The biggest chunk of my morning routine consists of delaying getting up. This leaves me little time to do everything else one does in the morning, so I end up having to choose what’s more important to me. It’s sad to say, but doing my hair is higher on my list of priorities than breakfast. I drink my cup of lemon hot water and my shot of apple cider vinegar while I do my make up, I brush my teeth, and then I’m out the door. I tell myself I’ll just eat a nut bar at work (if I had a nickel for every time I also skipped the nut bar…). As you can imagine, pancakes before work are as likely as beach weather in January.

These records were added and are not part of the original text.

//! Implementation of #[derive(Inspect)]

use proc_macro::TokenStream;
use proc_macro2::{Span, TokenStream as TokenStream2};
use quote::{format_ident, quote};
use syn::{
    ext::IdentExt, parse_macro_input, parse_quote, Data, DataEnum, DataStruct, DeriveInput,
    Fields, Ident, Index,
};

use crate::attrs::{parse_container_attrs, parse_field_attrs, ContainerAttrs, VisibilityTag};

pub fn derive_inspect_impl(input: TokenStream) -> TokenStream {
    let input = parse_macro_input!(input as DeriveInput);
    match expand(&input) {
        Ok(tokens) => tokens.into(),
        Err(err) => err.to_compile_error().into(),
    }
}

fn expand(input: &DeriveInput) -> syn::Result<TokenStream2> {
    let container = parse_container_attrs(&input.attrs)?;

    let mut generics = input.generics.clone();
    for param in generics.type_params_mut() {
        param.bounds.push(parse_quote!(::dev_debug::Inspect));
    }

    let body = match &input.data {
        Data::Struct(data) => expand_struct(&container, data)?,
        Data::Enum(data) => expand_enum(&container, data)?,
        Data::Union(_) => {
            return Err(syn::Error::new_spanned(
                input,
                "Inspect cannot be derived for unions",
            ))
        }
    };

    let name = &input.ident;
    let (impl_generics, ty_generics, where_clause) = generics.split_for_impl();
    let inspect_body = body.inspect;
    let object_impl = body.object.map(|object_body| {
        quote! {
            impl #impl_generics ::dev_debug::Object for #name #ty_generics #where_clause {
                #object_body
            }
        }
    });

    Ok(quote! {
        impl #impl_generics ::dev_debug::Inspect for #name #ty_generics #where_clause {
            fn inspect(
                &self,
                normalizer: &mut ::dev_debug::Normalizer,
            ) -> ::dev_debug::NormalizedNode {
                #inspect_body
            }
        }

        #object_impl
    })
}

struct Expansion {
    inspect: TokenStream2,
    object: Option<TokenStream2>,
}

/// A field that will be reported, with the expression that borrows it.
struct Reported {
    access: TokenStream2,
    name: String,
    visibility: VisibilityTag,
    parent: bool,
}

impl Reported {
    fn statement(&self) -> TokenStream2 {
        let access = &self.access;
        if self.parent {
            return quote! { fields.parent(#access); };
        }
        let name = &self.name;
        let visibility = format_ident!("{}", self.visibility.variant_name());
        quote! {
            fields.field(#name, ::dev_debug::Visibility::#visibility, #access);
        }
    }
}

fn field_name(ident: Option<&Ident>, index: usize) -> String {
    match ident {
        Some(ident) => ident.unraw().to_string(),
        None => index.to_string(),
    }
}

fn expand_struct(container: &ContainerAttrs, data: &DataStruct) -> syn::Result<Expansion> {
    let mut reported = Vec::new();
    let mut object_id = None;

    for (index, field) in data.fields.iter().enumerate() {
        let attrs = parse_field_attrs(&field.attrs)?;
        let member = match &field.ident {
            Some(ident) => quote! { #ident },
            None => {
                let index = Index::from(index);
                quote! { #index }
            }
        };

        if attrs.id {
            if object_id.is_some() {
                return Err(syn::Error::new_spanned(
                    field,
                    "only one field may carry #[inspect(id)]",
                ));
            }
            object_id = Some(member);
            continue;
        }
        if attrs.skip {
            continue;
        }

        reported.push(Reported {
            access: quote! { &self.#member },
            name: attrs
                .rename
                .unwrap_or_else(|| field_name(field.ident.as_ref(), index)),
            visibility: attrs
                .visibility
                .unwrap_or_else(|| VisibilityTag::from_rust(&field.vis)),
            parent: attrs.parent,
        });
    }

    let type_name = container.name.as_ref().map(|type_name| {
        quote! {
            fn type_name(&self) -> ::std::borrow::Cow<'_, str> {
                ::std::borrow::Cow::Borrowed(#type_name)
            }
        }
    });
    let object_id = object_id.map(|member| {
        quote! {
            fn object_id(&self) -> ::std::option::Option<&::dev_debug::ObjectId> {
                ::std::option::Option::Some(&self.#member)
            }
        }
    });

    let statements = reported.iter().map(Reported::statement);
    let fields_param = if reported.is_empty() {
        Ident::new("_fields", Span::call_site())
    } else {
        Ident::new("fields", Span::call_site())
    };

    Ok(Expansion {
        inspect: quote! { normalizer.object(self) },
        object: Some(quote! {
            #type_name
            #object_id

            fn fields(&self, #fields_param: &mut ::dev_debug::Fields<'_>) {
                #(#statements)*
            }
        }),
    })
}

fn expand_enum(container: &ContainerAttrs, data: &DataEnum) -> syn::Result<Expansion> {
    if data.variants.is_empty() {
        return Ok(Expansion {
            inspect: quote! { match *self {} },
            object: None,
        });
    }

    let base = match &container.name {
        Some(type_name) => quote! { #type_name },
        None => quote! { ::std::any::type_name::<Self>() },
    };

    let mut inspect_arms = Vec::new();
    let mut type_name_arms = Vec::new();
    let mut field_arms = Vec::new();
    let mut has_data = false;

    for variant in &data.variants {
        let ident = &variant.ident;
        let variant_name = ident.unraw().to_string();

        if let Fields::Unit = variant.fields {
            inspect_arms.push(quote! {
                Self::#ident => normalizer.scalar(#variant_name),
            });
            type_name_arms.push(quote! {
                Self::#ident => ::std::borrow::Cow::Owned(
                    ::std::format!("{}::{}", #base, #variant_name)
                ),
            });
            field_arms.push(quote! { Self::#ident => {} });
            continue;
        }
        has_data = true;

        let mut bindings = Vec::new();
        let mut reported = Vec::new();
        for (index, field) in variant.fields.iter().enumerate() {
            let attrs = parse_field_attrs(&field.attrs)?;
            if attrs.id {
                return Err(syn::Error::new_spanned(
                    field,
                    "#[inspect(id)] is not supported on enum variants",
                ));
            }
            if attrs.skip {
                continue;
            }
            let binding = format_ident!("__field{}", index);
            bindings.push((field.ident.clone(), index, binding.clone()));
            reported.push(Reported {
                access: quote! { #binding },
                name: attrs
                    .rename
                    .unwrap_or_else(|| field_name(field.ident.as_ref(), index)),
                visibility: attrs.visibility.unwrap_or(VisibilityTag::Public),
                parent: attrs.parent,
            });
        }

        let pattern_fields = bindings.iter().map(|(field_ident, index, binding)| {
            match field_ident {
                Some(field_ident) => quote! { #field_ident: #binding },
                None => {
                    let index = Index::from(*index);
                    quote! { #index: #binding }
                }
            }
        });
        let statements = reported.iter().map(Reported::statement);
        field_arms.push(quote! {
            Self::#ident { #(#pattern_fields,)* .. } => {
                #(#statements)*
            }
        });
        type_name_arms.push(quote! {
            Self::#ident { .. } => ::std::borrow::Cow::Owned(
                ::std::format!("{}::{}", #base, #variant_name)
            ),
        });
    }

    if has_data {
        inspect_arms.push(quote! { _ => normalizer.object(self), });
    }
    let inspect = quote! {
        match self {
            #(#inspect_arms)*
        }
    };
    if !has_data {
        return Ok(Expansion {
            inspect,
            object: None,
        });
    }

    Ok(Expansion {
        inspect,
        object: Some(quote! {
            fn type_name(&self) -> ::std::borrow::Cow<'_, str> {
                match self {
                    #(#type_name_arms)*
                }
            }

            #[allow(unused_variables)]
            fn fields(&self, fields: &mut ::dev_debug::Fields<'_>) {
                match self {
                    #(#field_arms)*
                }
            }
        }),
    })
}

On the odd day, I do like to have a nice breakfast. There’s nothing like pancakes to keep you full until your next meal. I’ve experimented a lot with vegan and gluten free pancakes. It should be said that it hasn’t been an easy one to figure out. This recipe is the closest I’ve ever gotten to gluten-textured pancakes, but it’s not quite the same, so be warned.

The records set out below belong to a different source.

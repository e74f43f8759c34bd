use serde::ser::{SerializeMap, SerializeSeq};
use serde::{Serialize, Serializer};

/// Declared visibility of a structure field, reported alongside its value.
#[derive(Debug, Clone, Copy, PartialEq, Eq, Hash, Serialize)]
#[serde(rename_all = "lowercase")]
pub enum Visibility {
    Public,
    Protected,
    Private,
}

#[derive(Debug, Clone, PartialEq)]
pub enum Scalar {
    Null,
    Bool(bool),
    Int(i64),
    UInt(u64),
    Float(f64),
    Str(String),
}

impl Serialize for Scalar {
    fn serialize<S: Serializer>(&self, serializer: S) -> Result<S::Ok, S::Error> {
        match self {
            Scalar::Null => serializer.serialize_unit(),
            Scalar::Bool(value) => serializer.serialize_bool(*value),
            Scalar::Int(value) => serializer.serialize_i64(*value),
            Scalar::UInt(value) => serializer.serialize_u64(*value),
            Scalar::Float(value) => serializer.serialize_f64(*value),
            Scalar::Str(value) => serializer.serialize_str(value),
        }
    }
}

macro_rules! scalar_from {
    ($variant:ident as $target:ty: $($source:ty),+) => {
        $(
            impl From<$source> for Scalar {
                fn from(value: $source) -> Self {
                    Scalar::$variant(value as $target)
                }
            }
        )+
    };
}

scalar_from!(Int as i64: i8, i16, i32, i64, isize);
scalar_from!(UInt as u64: u8, u16, u32, u64, usize);
scalar_from!(Float as f64: f32, f64);

impl From<bool> for Scalar {
    fn from(value: bool) -> Self {
        Scalar::Bool(value)
    }
}

impl From<&str> for Scalar {
    fn from(value: &str) -> Self {
        Scalar::Str(value.to_string())
    }
}

impl From<String> for Scalar {
    fn from(value: String) -> Self {
        Scalar::Str(value)
    }
}

#[derive(Debug, Clone, PartialEq)]
pub struct Field {
    pub name: String,
    pub visibility: Visibility,
    pub value: NormalizedNode,
}

impl Serialize for Field {
    fn serialize<S: Serializer>(&self, serializer: S) -> Result<S::Ok, S::Error> {
        let mut map = serializer.serialize_map(Some(3))?;
        map.serialize_entry("visibility", &self.visibility)?;
        map.serialize_entry("name", &self.name)?;
        map.serialize_entry("value", &self.value)?;
        map.end()
    }
}

/// A keyed structure with identity, as reported to the collector.
#[derive(Debug, Clone, PartialEq)]
pub struct StructuredObject {
    pub type_name: String,
    pub identity: u64,
    pub fields: Vec<Field>,
}

impl StructuredObject {
    pub fn field(&self, name: &str) -> Option<&Field> {
        self.fields.iter().find(|field| field.name == name)
    }
}

/// Leaves standing in for values that were not expanded.
#[derive(Debug, Clone, PartialEq)]
pub enum Marker {
    /// The object is already being expanded further up the current path.
    Circular { type_name: String, identity: u64 },
    /// The configured maximum depth was exceeded.
    DepthLimit,
    /// The value could not be read.
    Error { message: String },
}

#[derive(Debug, Clone, PartialEq)]
pub enum NormalizedNode {
    Scalar(Scalar),
    Sequence(Vec<NormalizedNode>),
    Map(Vec<(String, NormalizedNode)>),
    Object(StructuredObject),
    Marker(Marker),
}

impl NormalizedNode {
    pub fn null() -> Self {
        NormalizedNode::Scalar(Scalar::Null)
    }

    pub fn as_object(&self) -> Option<&StructuredObject> {
        match self {
            NormalizedNode::Object(object) => Some(object),
            _ => None,
        }
    }

    pub fn as_sequence(&self) -> Option<&[NormalizedNode]> {
        match self {
            NormalizedNode::Sequence(items) => Some(items),
            _ => None,
        }
    }
}

impl From<Scalar> for NormalizedNode {
    fn from(value: Scalar) -> Self {
        NormalizedNode::Scalar(value)
    }
}

macro_rules! node_from_scalar {
    ($($source:ty),+) => {
        $(
            impl From<$source> for NormalizedNode {
                fn from(value: $source) -> Self {
                    NormalizedNode::Scalar(Scalar::from(value))
                }
            }
        )+
    };
}

node_from_scalar!(
    i8, i16, i32, i64, isize, u8, u16, u32, u64, usize, f32, f64, bool, &str, String
);

impl Serialize for NormalizedNode {
    fn serialize<S: Serializer>(&self, serializer: S) -> Result<S::Ok, S::Error> {
        match self {
            NormalizedNode::Scalar(scalar) => scalar.serialize(serializer),
            NormalizedNode::Sequence(items) => {
                let mut seq = serializer.serialize_seq(Some(items.len()))?;
                for item in items {
                    seq.serialize_element(item)?;
                }
                seq.end()
            }
            NormalizedNode::Map(entries) => {
                let mut map = serializer.serialize_map(Some(entries.len()))?;
                for (key, value) in entries {
                    map.serialize_entry(key, value)?;
                }
                map.end()
            }
            NormalizedNode::Object(object) => {
                let mut map = serializer.serialize_map(Some(4))?;
                map.serialize_entry("__type", "object")?;
                map.serialize_entry("__class", &object.type_name)?;
                map.serialize_entry("__id", &object.identity)?;
                map.serialize_entry("properties", &object.fields)?;
                map.end()
            }
            NormalizedNode::Marker(Marker::Circular {
                type_name,
                identity,
            }) => {
                let mut map = serializer.serialize_map(Some(3))?;
                map.serialize_entry("__type", "circular")?;
                map.serialize_entry("__class", type_name)?;
                map.serialize_entry("__id", identity)?;
                map.end()
            }
            NormalizedNode::Marker(Marker::DepthLimit) => {
                let mut map = serializer.serialize_map(Some(1))?;
                map.serialize_entry("__type", "depth_limit")?;
                map.end()
            }
            NormalizedNode::Marker(Marker::Error { message }) => {
                let mut map = serializer.serialize_map(Some(2))?;
                map.serialize_entry("__type", "error")?;
                map.serialize_entry("message", message)?;
                map.end()
            }
        }
    }
}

1 flax egg – 1 tbsp ground flax + 3 tbsp warm water
1/3 cup sorghum flour
1/3 cup starch – I do half potato starch, half tapioca starch
1/2 cup + 1/3 cup brown rice flour
3/4 tsp xanthan gum
1 tsp salt
1 tbsp corn free baking powder*
4 tsp maple syrup
1 3/4 cups non-dairy milk
1 tbsp coconut oil, melted
1 tsp vanilla
Oil for frying
Start by preparing your flax egg by mixing the water with the flax. It needs to sit for about 5 minutes. Beat well until it looks frothy.
Combine all the dry ingredients in a large bowl. Then, in a separate bowl (or a large measuring cup), combine the wet ingredients. Pour the flax egg and the wet ingredients over the dry ingredients and mix well. The batter will be thick, but it should be a bit runny. If it doesn’t spread out in the bowl on its own, add more milk, 1 tablespoon at a time. You still want it to be thicker than gluten-containing pancake batter.
Pour oil in a frying pan and let it warm up over medium heat (or slightly lower). Using a ladle, pour a bit of batter in the frying pan. You’ll need to spread it with the back of the ladle. After about 3-4 minutes, flip it and cook for an additional 2 minutes.
*For a more crepe-like consistency, omit the baking powder and increase the amount of milk until the batter is quite runny.